Q.Should I include a budget in a consulting RFP?+
A.Yes, as a range. Consulting proposals span 5x in cost when budget is hidden. A range of $250K to $400K lets firms propose scope that fits the band, and lets you see who is anchoring at the low end (often smaller firms with cleaner team economics) vs the high end (often global firms loading partner hours). Hidden budget guarantees that proposals are not comparable.
Q.How do I get senior partner time committed, not just sold?+
A.Require named partner hours in the proposal with a substitution penalty in the contract. The standard control is: the named partner spends a minimum of X hours per week / month on the engagement; if they drop below the commitment for two consecutive months without consent, the firm credits a percentage of the partner rate back. Most firms accept this once asked because it is the issue clients complain about most.
Q.Fixed fee or time and materials?+
A.Fixed fee for engagements where the scope is well defined, the timeline is clear, and the deliverable is concrete. T&M for genuinely open-ended discovery or strategy work where the right answer is to keep going until enough is known to stop. Most engagements should be a blend: fixed fee for the discovery phase, then a defined phase-two scope written after discovery. Avoid pure T&M without a hard cap.

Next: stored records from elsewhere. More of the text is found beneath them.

//! Namespace-qualified names and the vocabularies the registry documents use.

use std::fmt;

pub const RDF_NS: &str = "http://www.w3.org/1999/02/22-rdf-syntax-ns#";
pub const RDFS_NS: &str = "http://www.w3.org/2000/01/rdf-schema#";
pub const SPDX_NS: &str = "http://spdx.org/rdf/terms#";
pub const XML_NS: &str = "http://www.w3.org/XML/1998/namespace";

pub const XSD_BOOLEAN: &str = "http://www.w3.org/2001/XMLSchema#boolean";
pub const XSD_INT: &str = "http://www.w3.org/2001/XMLSchema#int";

/// An element or attribute name resolved to its namespace URI.
///
/// The namespace is stored without a trailing `#`, so names built from
/// `http://spdx.org/rdf/terms#` and `http://spdx.org/rdf/terms` are equal.
#[derive(Debug, Clone, PartialEq, Eq, PartialOrd, Ord, Hash)]
pub struct QualifiedName {
    namespace: String,
    local: String,
}

impl QualifiedName {
    pub fn new(namespace: &str, local: &str) -> Self {
        Self {
            namespace: normalize_uri(namespace).to_string(),
            local: local.to_string(),
        }
    }

    /// A name in no namespace (unprefixed attributes, unbound prefixes).
    pub fn unqualified(local: &str) -> Self {
        Self::new("", local)
    }

    pub fn rdf(local: &str) -> Self {
        Self::new(RDF_NS, local)
    }

    pub fn rdfs(local: &str) -> Self {
        Self::new(RDFS_NS, local)
    }

    pub fn spdx(local: &str) -> Self {
        Self::new(SPDX_NS, local)
    }

    pub fn namespace(&self) -> &str {
        &self.namespace
    }

    pub fn local_name(&self) -> &str {
        &self.local
    }
}

/// Clark notation: `{namespace}local`.
impl fmt::Display for QualifiedName {
    fn fmt(&self, f: &mut fmt::Formatter<'_>) -> fmt::Result {
        if self.namespace.is_empty() {
            f.write_str(&self.local)
        } else {
            write!(f, "{{{}}}{}", self.namespace, self.local)
        }
    }
}

/// Strip a trailing fragment marker from a namespace URI.
pub fn normalize_uri(uri: &str) -> &str {
    uri.strip_suffix('#').unwrap_or(uri)
}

Q.What is the typical day rate for consulting in 2026?+
A.Wide range. Boutique strategy: $1,500 to $3,000 per day for partner / senior, $800 to $1,500 for manager / consultant. Mid-market firms (Tier 2): $2,000 to $4,000 for partner, $1,000 to $2,000 for manager, $500 to $1,000 for consultant / analyst. Global firms (MBB and Big 4): $4,000 to $8,000 partner, $2,000 to $4,000 manager. Independent consultants: $1,000 to $3,000 day depending on niche and reputation. These are list rates; discounts of 15 to 30 percent are common.
Q.How long should the engagement be?+
A.Most strategy engagements run 8 to 16 weeks. Operations or transformation engagements run 6 to 18 months. Anything under 6 weeks rarely produces substantive work; anything over 12 months without phase gates tends to drift. Build phase gates with go / no-go decisions every 8 to 12 weeks so the engagement can be stopped or rescoped without writing off sunk cost.
Q.What knowledge transfer should I require?+
A.Three things in writing. First, a working session at the end of each phase where the consulting team teaches the in-house team how to maintain the deliverable. Second, all working models (Excel, PowerPoint, code) handed over with formulas / source unlocked, no PDF-only deliverables. Third, a 30-day post-engagement office hours window where the consulting team answers questions at no extra fee. Without these, the engagement is rent not ownership.